Per-backend `OTLP_ENDPOINT` and header config lives in
[Backend Setup Matrix](references/backend-setup-matrix.md) — Jaeger,
Honeycomb, Grafana Tempo, Datadog.

### Step 2 — Verify the GenAI attribute schema

Trigger one call and inspect what landed in the backend.
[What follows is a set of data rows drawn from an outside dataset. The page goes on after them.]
//! Mutable, persisted State tier.

use parking_lot::RwLock;
use serde::de::DeserializeOwned;
use serde_json::{Map, Value};
use std::path::{Path, PathBuf};
use std::sync::Arc;
use std::time::Duration;
use tokio::sync::Mutex;
use tokio::time::sleep;

use crate::autoload::json::parse_document;
use crate::error::{LoadError, PersistError};
use crate::lifecycle::ShutdownSignal;
use crate::observability::metrics;
use crate::persist::{recover_interrupted, write_atomic};
use crate::source::{ContentFetcher, SourceLocation};

/// A JSON object shared between the application and the saver task.
///
/// Each call takes the lock once; a sequence of calls is not atomic.
#[derive(Debug, Clone, Default)]
pub struct SharedState {
    doc: Arc<RwLock<Map<String, Value>>>,
}

impl SharedState {
    pub fn new() -> Self {
        Self::default()
    }

    /// Wrap a document. Anything but an object yields an empty state.
    pub fn from_document(document: Value) -> Self {
        let map = match document {
            Value::Object(map) => map,
            _ => Map::new(),
        };
        Self {
            doc: Arc::new(RwLock::new(map)),
        }
    }

    pub fn get(&self, key: &str) -> Option<Value> {
        self.doc.read().get(key).cloned()
    }

    /// Deserialize one entry; `None` if missing or of the wrong shape.
    pub fn get_as<T: DeserializeOwned>(&self, key: &str) -> Option<T> {
        let value = self.get(key)?;
        serde_json::from_value(value).ok()
    }

    /// Store `value` under `key`, returning what was there.
    pub fn set(&self, key: impl Into<String>, value: impl Into<Value>) -> Option<Value> {
        self.doc.write().insert(key.into(), value.into())
    }

    pub fn remove(&self, key: &str) -> Option<Value> {
        self.doc.write().remove(key)
    }

    pub fn contains_key(&self, key: &str) -> bool {
        self.doc.read().contains_key(key)
    }

    pub fn len(&self) -> usize {
        self.doc.read().len()
    }

    pub fn is_empty(&self) -> bool {
        self.doc.read().is_empty()
    }

    /// Copy of the whole document.
    pub fn snapshot(&self) -> Value {
        Value::Object(self.doc.read().clone())
    }

    /// The document as 2-space indented JSON.
    pub fn to_pretty_bytes(&self) -> Result<Vec<u8>, serde_json::Error> {
        let doc = self.doc.read();
        serde_json::to_vec_pretty(&*doc)
    }
}

/// Load the persisted state from `path`. Never fails: any problem is logged
/// and an empty state is returned.
pub async fn load_state(fetcher: &ContentFetcher, path: &Path, timeout: Duration) -> SharedState {
    if let Err(e) = recover_interrupted(path).await {
        tracing::warn!(path = %path.display(), error = %e, "Failed to check for interrupted state write");
    }

    match read_state(fetcher, path, timeout).await {
        Ok(document) => {
            let state = SharedState::from_document(document);
            tracing::info!(path = %path.display(), keys = state.len(), "State loaded");
            state
        }
        Err(e) => {
            tracing::warn!(
                path = %path.display(),
                error = %e,
                "Failed to load state, starting with clear state"
            );
            SharedState::new()
        }
    }
}

async fn read_state(
    fetcher: &ContentFetcher,
    path: &Path,
    timeout: Duration,
) -> Result<Value, LoadError> {
    let location = SourceLocation::File(path.to_path_buf());
    let fetched = fetcher
        .fetch(&location, timeout)
        .await
        .map_err(|source| LoadError::Fetch {
            location: location.to_string(),
            source,
        })?;
    parse_document(&location.to_string(), &fetched.body)
}

/// On-disk home of the State tier.
///
/// Every write to the file goes through [`StateFile::save`], which holds an
/// async lock for the whole stage/retire/commit/cleanup sequence. The saver
/// loop, explicit saves and the final flush share one `StateFile`.
#[derive(Debug)]
pub struct StateFile {
    path: PathBuf,
    write_lock: Mutex<()>,
}

impl StateFile {
    pub fn new(path: impl Into<PathBuf>) -> Self {
        Self {
            path: path.into(),
            write_lock: Mutex::new(()),
        }
    }

    pub fn path(&self) -> &Path {
        &self.path
    }

    /// Serialize `state` and replace the file atomically.
    pub async fn save(&self, state: &SharedState) -> Result<(), PersistError> {
        let _guard = self.write_lock.lock().await;
        let bytes = state.to_pretty_bytes()?;
        let result = write_atomic(&self.path, &bytes).await.map_err(PersistError::from);
        metrics::record_state_save(result.is_ok());
        result
    }
}

/// Flush `state` every `period` until shutdown, then flush once more.
pub async fn run_saver(
    state: SharedState,
    file: Arc<StateFile>,
    period: Duration,
    mut shutdown: ShutdownSignal,
) {
    let path = file.path().display().to_string();
    tracing::info!(path = %path, period_ms = period.as_millis() as u64, "Starting state saving loop");
    loop {
        if let Err(e) = file.save(&state).await {
            tracing::error!(path = %path, error = %e, "Failed to save state");
        }

        tokio::select! {
            _ = sleep(period) => {}
            _ = shutdown.recv() => break,
        }
    }

    match file.save(&state).await {
        Ok(()) => tracing::info!(path = %path, "Final state flush complete"),
        Err(e) => tracing::error!(path = %path, error = %e, "Final state flush failed"),
    }
}
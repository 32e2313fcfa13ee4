//! OS signal handling.

/// Wait for Ctrl-C or, on Unix, SIGTERM.
pub async fn wait_for_signal() {
    let ctrl_c = async {
        if let Err(e) = tokio::signal::ctrl_c().await {
            tracing::error!(error = %e, "Failed to listen for Ctrl-C");
            std::future::pending::<()>().await;
        }
    };

    #[cfg(unix)]
    let terminate = async {
        use tokio::signal::unix::{signal, SignalKind};
        match signal(SignalKind::terminate()) {
            Ok(mut stream) => {
                stream.recv().await;
            }
            Err(e) => {
                tracing::error!(error = %e, "Failed to listen for SIGTERM");
                std::future::pending::<()>().await;
            }
        }
    };

    #[cfg(not(unix))]
    let terminate = std::future::pending::<()>();

    tokio::select! {
        _ = ctrl_c => tracing::info!("Received Ctrl-C"),
        _ = terminate => tracing::info!("Received SIGTERM"),
    }
}
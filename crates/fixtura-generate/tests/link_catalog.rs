use std::collections::BTreeSet;

use fixtura_generate::{GenerateOptions, GenerationError, RandomSource, RelationshipLinker};

#[test]
fn linked_catalog_keeps_referential_integrity() {
    let catalog = RelationshipLinker::new(5).link(20, true).expect("link catalog");

    assert_eq!(catalog.categories().len(), 5);
    assert_eq!(catalog.products().len(), 20);

    let category_ids: BTreeSet<u32> = catalog.categories().iter().map(|c| c.id).collect();
    assert_eq!(category_ids, (1..=5).collect());

    for product in catalog.products() {
        assert!(category_ids.contains(&product.category_id));
        let category = catalog.category_of(product).expect("resolved category");
        assert!(category.products.contains(&product.id));
    }

    for category in catalog.categories() {
        let expected: BTreeSet<u32> = catalog
            .products()
            .iter()
            .filter(|product| product.category_id == category.id)
            .map(|product| product.id)
            .collect();
        assert_eq!(category.products, expected);
    }

    let total: usize = catalog.categories().iter().map(|c| c.products.len()).sum();
    assert_eq!(total, 20);
}

#[test]
fn seeded_catalogs_are_equal() {
    let linker = RelationshipLinker::default();
    assert_eq!(linker.category_count(), 5);
    assert_eq!(
        linker.link(12, true).expect("first"),
        linker.link(12, true).expect("second")
    );
}

#[test]
fn no_products_leaves_categories_empty() {
    let catalog = RelationshipLinker::default().link(0, true).expect("link");
    assert_eq!(catalog.categories().len(), 5);
    assert!(catalog.products().is_empty());
    assert!(catalog.categories().iter().all(|c| c.products.is_empty()));

    let catalog = RelationshipLinker::default().link(-4, false).expect("link");
    assert!(catalog.products().is_empty());
}

#[test]
fn products_without_categories_are_unresolved() {
    let err = RelationshipLinker::new(0).link(3, true).unwrap_err();
    assert!(matches!(
        err,
        GenerationError::UnresolvedReference {
            field: "category_id",
            ..
        }
    ));

    let catalog = RelationshipLinker::new(0).link(0, true).expect("empty catalog");
    assert!(catalog.categories().is_empty());
}

#[test]
fn category_count_comes_from_options() {
    let options = GenerateOptions {
        category_count: 2,
        ..GenerateOptions::default()
    };
    let catalog = RelationshipLinker::from(&options)
        .link_with(10, &mut RandomSource::install(Some(5)))
        .expect("link");
    assert_eq!(catalog.categories().len(), 2);
    assert!(catalog.products().iter().all(|p| p.category_id <= 2));
}

#[test]
fn linked_products_carry_category_names() {
    let catalog = RelationshipLinker::default().link(8, true).expect("link");
    for linked in catalog.linked_products() {
        assert_eq!(linked.category.id, linked.product.category_id);
        assert_eq!(linked.category_name, linked.category.name);
    }
}
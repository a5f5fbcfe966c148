use thiserror::Error;

/// Errors emitted by the generation engine.
#[derive(Debug, Error)]
pub enum GenerationError {
    #[error("{shape}: no rule for field(s) {}", .fields.join(", "))]
    MissingRules {
        shape: &'static str,
        fields: Vec<&'static str>,
    },
    #[error("{shape}: rule registered for undeclared field '{field}'")]
    UnknownField {
        shape: &'static str,
        field: &'static str,
    },
    #[error("{shape}.{field} failed for entity {entity}: {message}")]
    RuleEvaluation {
        shape: &'static str,
        field: &'static str,
        entity: u32,
        message: String,
    },
    #[error("{shape}.{field}: no parent entities to reference")]
    UnresolvedReference {
        shape: &'static str,
        field: &'static str,
    },
    #[error("batch of {0} entities exceeds the identifier range")]
    CountTooLarge(i64),
    #[error("invalid pattern: {0}")]
    InvalidPattern(String),
    #[error("catalog error: {0}")]
    Catalog(#[from] fixtura_core::Error),
    #[error("io error: {0}")]
    Io(#[from] std::io::Error),
    #[error("json error: {0}")]
    Json(#[from] serde_json::Error),
}
//! Core entity contracts for Fixtura.
//!
//! This crate defines the generated records, the category/product graph and
//! its back-fill, and the change-notification wrapper shared by the
//! generator and the CLI.

pub mod catalog;
pub mod entity;
pub mod error;
pub mod helpers;
pub mod notify;
pub mod person;
pub mod schema;
pub mod user;

pub use catalog::{
    Catalog, CatalogParts, Category, LinkedProduct, Product, ProductItem, ProductListing, backfill,
};
pub use entity::{ChildEntity, DomainViolation, EntityShape, ParentEntity};
pub use error::{Error, Result};
pub use helpers::{GenderGroup, age_on, group_by_gender, mask_national_id};
pub use notify::{ChangeNotifier, Observed, SubscriptionId};
pub use person::{Address, Gender, Human};
pub use schema::{EntityKind, entity_schema};
pub use user::{PASSWORD_LENGTH, User};
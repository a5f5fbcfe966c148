//! Rule-based entity generation for Fixtura.
//!
//! Rule sets describe how every field of a shape is drawn from a seeded
//! random source. The generator runs them once per entity, and the linker
//! joins generated categories and products into a consistent catalog.

pub mod engine;
pub mod errors;
pub mod linker;
pub mod model;
pub mod output;
pub mod random;
pub mod rules;
pub mod shapes;

pub use engine::{EntityGenerator, build_entity};
pub use errors::GenerationError;
pub use linker::{DEFAULT_CATEGORY_COUNT, RelationshipLinker};
pub use model::GenerateOptions;
pub use random::{DEFAULT_SEED, RandomSource};
pub use rules::{RuleContext, RuleSet};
LangChain 1.0 emits
these `gen_ai.*` attributes natively on every chat-model span:

| Attribute | Example |
|-----------|---------|
| `gen_ai.system` | `anthropic` |
| `gen_ai.request.model` | `claude-sonnet-4-6` |
| `gen_ai.request.temperature` | `0.0` |
| `gen_ai.usage.input_tokens` | `1234` |
| `gen_ai.usage.output_tokens` | `567` |
| `gen_ai.response.finish_reasons` | `["stop"]` |

Missing anything? Likely a stale instrumentor version or an outdated provider
package. The full emitted-vs-custom matrix plus LangGraph's span taxonomy
(`LangGraph.invoke` → `LangGraph.node.*` → `LangGraph.subgraph.*`) is in
[GenAI Semantic Conventions](references/genai-semantic-conventions.md).

### Step 3 — Decide on prompt-content capture (critical — do not skip)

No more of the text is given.